A family of antiapoptotic regulators known as inhibitors of apoptosis (IAPs) was initially identified and functionally described in baculoviruses, and IAP homologues are now known in insects, birds, and mammals. Baculovirus and Drosophila IAPs inhibit apoptosis induced by Drosophila proapoptotic proteins Reaper, HID, and GRIM and physically interact with them through their baculovirus IAP repeat (BIR) region. Here we examined the functional importance of BIR and RING finger motifs of Orgyia pseudotsugata nuclear polyhedrosis virus Op-IAP and D-IAP1 in binding to and inhibiting HID. In the absence of both the BIR1 and RING motifs, the BIR2 regions of Op-IAP and D- IAP1 were able to associate with HID and block HID-induced apoptosis.

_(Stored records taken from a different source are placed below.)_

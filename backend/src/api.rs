//! Public API surface for the backend.
//!
//! This file consolidates the DTO types for the HTTP API.
//! All types derive Serialize/Deserialize for JSON serialization.

pub use crate::routes::landing::DatasetInfo;
pub use crate::routes::prediction::PredictionDay;
pub use crate::routes::stats::AggregateSnapshot;
pub use crate::routes::stats::GaugeLevel;
pub use crate::routes::stats::GaugeRange;
pub use crate::routes::stats::TrendColor;
pub use crate::routes::stats::TrendPoint;
pub use crate::routes::stats::TrendSummary;
pub use crate::routes::stats::TrendWindow;
pub use crate::routes::stats::Trends;
pub use crate::routes::stats::TravelStats;
pub use crate::routes::thresholds::ThresholdBands;
pub use crate::routes::thresholds::ThresholdMetric;
pub use crate::routes::thresholds::ThresholdReport;
pub use crate::routes::thresholds::TrendLevel;
pub use crate::routes::timeline::RouteDate;
pub use crate::routes::timeline::TravelHistory;
pub use crate::routes::timeline::TravelPosition;

pub use crate::models::{TimelineEntry, Travel, TravelCollection};

use serde::{Deserialize, Serialize};

/// Dataset identifier in the travel store.
#[derive(
    Debug, Copy, Clone, PartialEq, Eq, PartialOrd, Ord, Hash, Serialize, Deserialize,
)]
#[serde(transparent)]
pub struct DatasetId(pub i64);

impl DatasetId {
    pub fn new(value: i64) -> Self {
        DatasetId(value)
    }

    pub fn value(&self) -> i64 {
        self.0
    }
}

impl std::fmt::Display for DatasetId {
    fn fmt(&self, f: &mut std::fmt::Formatter<'_>) -> std::fmt::Result {
        write!(f, "{}", self.0)
    }
}
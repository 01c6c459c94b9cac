//! Application state for the HTTP server.

use chrono::NaiveDate;
use std::sync::Arc;

use crate::db::repository::TravelRepository;

/// Shared application state passed to all handlers.
#[derive(Clone)]
pub struct AppState {
    /// Dataset store
    pub repository: Arc<dyn TravelRepository>,
    /// Date of tick 0, used for route dates
    pub base_date: NaiveDate,
}

impl AppState {
    /// Create a new application state with the given repository.
    pub fn new(repository: Arc<dyn TravelRepository>, base_date: NaiveDate) -> Self {
        Self {
            repository,
            base_date,
        }
    }
}
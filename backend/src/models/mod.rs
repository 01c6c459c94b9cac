pub mod progress;
pub mod travel;

pub use travel::{TimelineEntry, Travel, TravelCollection};
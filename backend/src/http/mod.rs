//! HTTP server module for the ferry stats backend.
//!
//! # Architecture
//!
//! ```text
//! ┌──────────────────────────────────────────────────────────┐
//! │  HTTP Layer (axum handlers)                               │
//! │  - Request parsing and validation                         │
//! │  - JSON serialization/deserialization                     │
//! │  - CORS, compression, error handling                      │
//! └───────────────────┬──────────────────────────────────────┘
//!                     │
//! ┌───────────────────▼──────────────────────────────────────┐
//! │  Service Layer (db::services, services::*)                │
//! │  - Stats, timeline and threshold computations             │
//! └───────────────────┬──────────────────────────────────────┘
//!                     │
//! ┌───────────────────▼──────────────────────────────────────┐
//! │  Repository Layer (db/)                                   │
//! │  - LocalRepository (in-memory datasets)                   │
//! └──────────────────────────────────────────────────────────┘
//! ```

pub mod dto;
pub mod error;
pub mod handlers;
pub mod router;
pub mod state;

pub use router::create_router;
pub use state::AppState;
use std::time::Instant;

use axum::Json;
use axum::extract::{Query, State};
use axum::response::{IntoResponse, Response};
use serde::{Deserialize, Serialize};
use tracing::info;

use crate::application::errors::{ApiError, format_duration};
use crate::application::state::AppState;
use crate::domain::images::ImageParameters;
use crate::infrastructure::upstream;

#[derive(Debug, Deserialize)]
pub(crate) struct PromptQuery {
    prompt: Option<String>,
}

#[derive(Debug, Serialize)]
struct ImageResponse {
    status: &'static str,
    message: &'static str,
    image: String,
    image_id: String,
    duration: String,
    parameters: ParametersBody,
}

#[derive(Debug, Serialize)]
struct ParametersBody {
    width: u32,
    height: u32,
    seed: u32,
    model: &'static str,
}

/// `GET /api/image?prompt=...` — generate an image upstream, cache the bytes,
/// and answer with a locally-minted URL for them.
#[tracing::instrument(skip(state))]
pub(crate) async fn generate_image(
    State(state): State<AppState>,
    Query(query): Query<PromptQuery>,
) -> Result<Response, ApiError> {
    let started = Instant::now();
    let prompt = query.prompt.unwrap_or_default();
    let params = ImageParameters::sample(&mut rand::rng());

    let bytes = upstream::generate_image(&state.http_client, &state.image_api_url, &prompt, params)
        .await
        .map_err(|err| ApiError::new(err, started.elapsed()))?;

    // The upstream call is finished before the registry lock is touched.
    let image_id = state.image_registry.insert(bytes).await;
    let image = state.image_url(&image_id);

    info!(
        %image_id,
        width = params.width,
        height = params.height,
        seed = params.seed,
        "image generated"
    );

    Ok(Json(ImageResponse {
        status: "success",
        message: "Image generated successfully",
        image,
        image_id,
        duration: format_duration(started.elapsed()),
        parameters: ParametersBody {
            width: params.width,
            height: params.height,
            seed: params.seed,
            model: upstream::IMAGE_MODEL,
        },
    })
    .into_response())
}

#[derive(Debug, Serialize)]
struct TextResponse {
    status: &'static str,
    message: &'static str,
    response: String,
    duration: String,
    model: &'static str,
}

/// `GET /api/ai/openai?prompt=...` — passthrough to the upstream text API.
#[tracing::instrument(skip(state))]
pub(crate) async fn generate_text(
    State(state): State<AppState>,
    Query(query): Query<PromptQuery>,
) -> Result<Response, ApiError> {
    let started = Instant::now();
    let prompt = query.prompt.unwrap_or_default();

    let text = upstream::generate_text(&state.http_client, &state.text_api_url, &prompt)
        .await
        .map_err(|err| ApiError::new(err, started.elapsed()))?;

    Ok(Json(TextResponse {
        status: "success",
        message: "Text generated successfully",
        response: text,
        duration: format_duration(started.elapsed()),
        model: "openai",
    })
    .into_response())
}
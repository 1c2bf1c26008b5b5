use axum::Json;
use axum::body::Body;
use axum::extract::{Path, State};
use axum::http::{StatusCode, header};
use axum::response::{IntoResponse, Response};
use serde_json::json;

use crate::application::state::AppState;
use crate::domain::errors::RegistryError;

/// `GET /cdn/images/{id}.png` — serve cached image bytes verbatim.
#[tracing::instrument(skip(state))]
pub(crate) async fn serve_image(
    State(state): State<AppState>,
    Path(file): Path<String>,
) -> Response {
    let Some(image_id) = file.strip_suffix(".png") else {
        return not_found(&file);
    };

    match state.image_registry.lookup(image_id).await {
        Ok(image) => Response::builder()
            .status(StatusCode::OK)
            .header(header::CONTENT_TYPE, "image/png")
            .header(header::CACHE_CONTROL, "public, max-age=86400")
            .body(Body::from(image.bytes))
            .unwrap_or_else(|_| StatusCode::INTERNAL_SERVER_ERROR.into_response()),
        Err(RegistryError::NotFound) => not_found(image_id),
    }
}

fn not_found(image_id: &str) -> Response {
    (
        StatusCode::NOT_FOUND,
        Json(json!({
            "error": "Image not found",
            "image_id": image_id,
        })),
    )
        .into_response()
}
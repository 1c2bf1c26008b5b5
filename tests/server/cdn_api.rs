use wiremock::matchers::{method, path_regex};
use wiremock::{Mock, ResponseTemplate};

use crate::helpers::{png_bytes, spawn_app};

#[tokio::test]
async fn unknown_image_id_returns_404_json() {
    let app = spawn_app().await;

    let client = reqwest::Client::new();
    let response = client
        .get(app.url("/cdn/images/deadbeefdeadbeef.png"))
        .send()
        .await
        .expect("Failed to execute request");

    assert_eq!(response.status(), 404);

    let body: serde_json::Value = response.json().await.expect("Failed to parse response");
    assert_eq!(body["error"], "Image not found");
    assert_eq!(body["image_id"], "deadbeefdeadbeef");
}

#[tokio::test]
async fn non_png_filename_returns_404() {
    let app = spawn_app().await;

    let client = reqwest::Client::new();
    let response = client
        .get(app.url("/cdn/images/deadbeefdeadbeef.gif"))
        .send()
        .await
        .expect("Failed to execute request");

    assert_eq!(response.status(), 404);
}

#[tokio::test]
async fn cached_image_is_served_with_cache_headers() {
    let app = spawn_app().await;

    Mock::given(method("GET"))
        .and(path_regex("^/prompt/.+"))
        .respond_with(ResponseTemplate::new(200).set_body_raw(png_bytes(), "image/png"))
        .mount(&app.mock_server)
        .await;

    let client = reqwest::Client::new();
    let body: serde_json::Value = client
        .get(app.url("/api/image"))
        .query(&[("prompt", "a lighthouse at dusk")])
        .send()
        .await
        .expect("Failed to execute request")
        .json()
        .await
        .expect("Failed to parse response");

    let image_id = body["image_id"].as_str().expect("image_id missing");

    let response = client
        .get(app.url(&format!("/cdn/images/{image_id}.png")))
        .send()
        .await
        .expect("Failed to fetch image");

    assert_eq!(response.status(), 200);
    assert_eq!(
        response
            .headers()
            .get("content-type")
            .and_then(|v| v.to_str().ok()),
        Some("image/png")
    );
    assert_eq!(
        response
            .headers()
            .get("cache-control")
            .and_then(|v| v.to_str().ok()),
        Some("public, max-age=86400")
    );
    let served = response.bytes().await.expect("Failed to read body");
    assert_eq!(served.as_ref(), png_bytes().as_slice());
}

#[tokio::test]
async fn repeated_generations_mint_distinct_ids() {
    let app = spawn_app().await;

    Mock::given(method("GET"))
        .and(path_regex("^/prompt/.+"))
        .respond_with(ResponseTemplate::new(200).set_body_raw(png_bytes(), "image/png"))
        .mount(&app.mock_server)
        .await;

    let client = reqwest::Client::new();
    let mut ids = std::collections::HashSet::new();
    for _ in 0..5 {
        let body: serde_json::Value = client
            .get(app.url("/api/image"))
            .query(&[("prompt", "cute cat")])
            .send()
            .await
            .expect("Failed to execute request")
            .json()
            .await
            .expect("Failed to parse response");

        ids.insert(
            body["image_id"]
                .as_str()
                .expect("image_id missing")
                .to_string(),
        );
    }

    assert_eq!(ids.len(), 5, "every generation should mint a fresh id");
}
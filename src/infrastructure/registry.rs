use std::collections::HashMap;
use std::collections::hash_map::Entry;

use async_trait::async_trait;
use rand::RngExt;
use tokio::sync::RwLock;

use crate::domain::errors::RegistryError;
use crate::domain::images::CachedImage;
use crate::domain::registry::ImageRegistry;

/// Lock-protected in-memory implementation of [`ImageRegistry`].
///
/// Entries live for the lifetime of the process; growth is unbounded, which
/// is an accepted capacity-planning concern rather than a bug. The lock is
/// only ever held for the map operation itself, never across network calls.
pub struct InMemoryImageRegistry {
    images: RwLock<HashMap<String, Vec<u8>>>,
}

impl InMemoryImageRegistry {
    pub fn new() -> Self {
        Self {
            images: RwLock::new(HashMap::new()),
        }
    }

    /// 64 bits of entropy rendered as 16 lowercase hex characters.
    fn mint_id() -> String {
        format!("{:016x}", rand::rng().random::<u64>())
    }
}

impl Default for InMemoryImageRegistry {
    fn default() -> Self {
        Self::new()
    }
}

#[async_trait]
impl ImageRegistry for InMemoryImageRegistry {
    async fn insert(&self, bytes: Vec<u8>) -> String {
        let mut images = self.images.write().await;
        loop {
            // Re-mint on collision so an existing entry is never overwritten.
            match images.entry(Self::mint_id()) {
                Entry::Occupied(_) => {}
                Entry::Vacant(entry) => {
                    let id = entry.key().clone();
                    entry.insert(bytes);
                    return id;
                }
            }
        }
    }

    async fn lookup(&self, id: &str) -> Result<CachedImage, RegistryError> {
        let images = self.images.read().await;
        images
            .get(id)
            .map(|bytes| CachedImage {
                id: id.to_string(),
                bytes: bytes.clone(),
            })
            .ok_or(RegistryError::NotFound)
    }
}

Mutation of conserved amino acid residues within the BIR and RING finger motifs revealed that the conserved residues within BIR2 were essential for OpIAP to inhibit apoptosis. However, most of the conserved residues of the BIR2 were not required for HID binding. A region at the carboxy-proximal end of BIR2 was essential for the association of Op-IAP with HID. Thus binding to HID is necessary but not sufficient to block HID-induced apoptosis: the conserved residues within BIR2 must have an additional role in blocking apoptosis. These findings demonstrate that the region encompassing a single BIR of Op-IAP and D-IAPI can be sufficient for physical interaction with and inhibition of apoptosis induced by HID.